Be it enacted by the Legislature of West Virginia:

    That the Code of West Virginia, 1931, as amended, be amended by adding thereto a new article, designated §16-46-1, §16-46-2 and §16-46-3, all to read as follows:


§16-46-1. Legislative findings.

    (a) The Legislature finds that good samaritan policies encourage citizens to seek potentially life-saving medical assistance for themselves or others without worry of disciplinary or punitive action in cases of overdose.

§16-46-2. Definitions.

    As used in this section:

    (1) "Overdose" means an acute condition including, but not limited to, physical illness, coma, mania, hysteria or death, which is the result of the consumption or use of a controlled substance or alcohol.

    (2) "Medical Assistance" means the professional services provided to a person experiencing an overdose by a health care professional licensed, registered or certified under chapter thirty or chapter sixteen of this code, acting within his or her lawful scope of practice.

§16-46-3. Medical amnesty.

    (a) A person who, in good faith and in a timely manner, seeks medical assistance for someone or for himself or herself who is experiencing an overdose may not be cited, arrested, or prosecuted for a violation of:

    (1) §60-3-9. Drinking in public places; possessing of alcoholic liquor;

    (2) §60-3-22a. Enabling consumption of alcohol by someone under age twenty-one.

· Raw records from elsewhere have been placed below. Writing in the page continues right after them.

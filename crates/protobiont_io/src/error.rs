//! Error types for protobiont_io operations.

use thiserror::Error;

/// Main error type for protobiont_io operations.
#[derive(Error, Debug)]
pub enum IoError {
    /// File system errors
    #[error("File system error: {0}")]
    FileSystem(#[from] std::io::Error),

    /// Token-level parse errors
    #[error("Parse error: {0}")]
    Parse(String),

    /// Structurally valid input with impossible content
    #[error("Validation error: {0}")]
    Validation(String),

    /// Generic error with context
    #[error("{context}: {source}")]
    Context {
        context: String,
        source: Box<IoError>,
    },
}

/// Result type alias for protobiont_io operations.
pub type Result<T> = std::result::Result<T, IoError>;

impl IoError {
    /// Creates a new parse error.
    #[must_use]
    pub fn parse<S: Into<String>>(msg: S) -> Self {
        Self::Parse(msg.into())
    }

    /// Creates a new validation error.
    #[must_use]
    pub fn validation<S: Into<String>>(msg: S) -> Self {
        Self::Validation(msg.into())
    }

    /// Wraps an error with additional context.
    #[must_use]
    pub fn with_context<S: Into<String>>(self, context: S) -> Self {
        Self::Context {
            context: context.into(),
            source: Box::new(self),
        }
    }
}
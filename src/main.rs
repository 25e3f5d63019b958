use std::path::{Path, PathBuf};

use anyhow::{bail, Context, Result};
use clap::Parser;

use protobiont_core::{init_logging, SimConfig};
use protobiont_lib::experiment::{self, RunOptions};

/// Artificial chemistry of self-replicating particle molecules.
#[derive(Parser, Debug)]
#[command(version, about)]
struct Args {
    /// Number of simulation cycles to run
    #[arg(long)]
    cycles: u64,

    /// Replicator molecules to seed
    #[arg(long, default_value_t = 1)]
    replicators: usize,

    /// Free catalyst particles to seed
    #[arg(long, default_value_t = 1)]
    catalysts: usize,

    /// Free component particles to seed
    #[arg(long, default_value_t = 32)]
    components: usize,

    /// Resume a saved run instead of seeding a new one
    #[arg(long)]
    input: Option<PathBuf>,

    /// Save the finished run here
    #[arg(long)]
    output: Option<PathBuf>,

    /// Configuration file (TOML)
    #[arg(short, long, default_value = "config.toml")]
    config: PathBuf,

    /// Random seed for a reproducible run
    #[arg(long)]
    seed: Option<u64>,

    /// Ticks between molecule census log lines (0 disables)
    #[arg(long, default_value_t = 100)]
    log_every: u64,
}

fn load_config(path: &Path) -> Result<SimConfig> {
    if path.exists() {
        let content = std::fs::read_to_string(path)
            .with_context(|| format!("reading config file {}", path.display()))?;
        SimConfig::from_toml(&content)
            .with_context(|| format!("parsing config file {}", path.display()))
    } else {
        Ok(SimConfig::default())
    }
}

fn main() -> Result<()> {
    init_logging();
    let args = Args::parse();

    let mut config = load_config(&args.config)?;
    if args.seed.is_some() {
        config.seed = args.seed;
    }

    if args.input.is_some() {
        // The saved file carries the whole population; fresh quantities
        // would be silently ignored, so reject the combination.
        let defaults = (1, 1, 32);
        if (args.replicators, args.catalysts, args.components) != defaults {
            bail!("population options cannot be combined with --input");
        }
    }

    let options = RunOptions {
        cycles: args.cycles,
        replicators: args.replicators,
        catalysts: args.catalysts,
        components: args.components,
        input: args.input,
        output: args.output,
        log_every: args.log_every,
    };
    let summary = experiment::run(config, &options)?;

    println!(
        "{} cycles: {} replicators, {} strands, {} particles",
        summary.ticks,
        summary.molecules.replicators,
        summary.molecules.strands,
        summary.census.total
    );
    Ok(())
}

    (3) §60A-4-401 (c) and (d). Delivering or possessing a controlled substance.

    (4) §60A-4-403a. Prohibiting the possession or selling of illegal drug paraphernalia;

    (5) §60A-4-406. Distributing to persons under the age of eighteen by persons over the age of twenty-one; distributing by persons eighteen or over in or on, or within one thousand feet of, school or college.

    (b) The person described in subsection (a), if physically capable shall:

    (1) Provide his or her own full name if requested by emergency medical assistance personnel or law-enforcement officers;

    (2) Provide any other relevant information requested by the emergency medical assistance personnel or law-enforcement officer that is known to such person;

    (3) Remain with the individual who reasonably appears to be in need of medical assistance due to an overdose until professional emergency medical assistance is provided; and

    (4) Cooperates with emergency medical assistance personnel and law-enforcement officers.

    (c) A person who acts pursuant to subsection (a) of this section may not be subject to any sanction for a violation of a condition of pretrial release, probation, furlough, or parole.

    (d) The act of seeking medical assistance for or by someone who is experiencing an overdose shall be considered a mitigating circumstance at sentencing for a violation of any other offense.

    (e) The immunity provisions of this section apply only to the use and derivative use of evidence gained as a proximate result of the person's seeking medical assistance for an overdose, and do not preclude prosecution of the person on the basis of evidence obtained from an independent source.

    (f) Except in cases of reckless or intentional misconduct, law enforcement is immune from liability for citing or arresting a person who is later determined to qualify for immunity under this section.

    NOTE: The purpose of this bill is to provide amnesty from certain offenses for a person who seeks health care for someone or for himself or herself who is experiencing an overdose.

    This article is new; therefore, strike-throughs and underscoring have been omitted.

    This bill is recommended for passage during the 2014 legislative session by the Joint Committee on Health.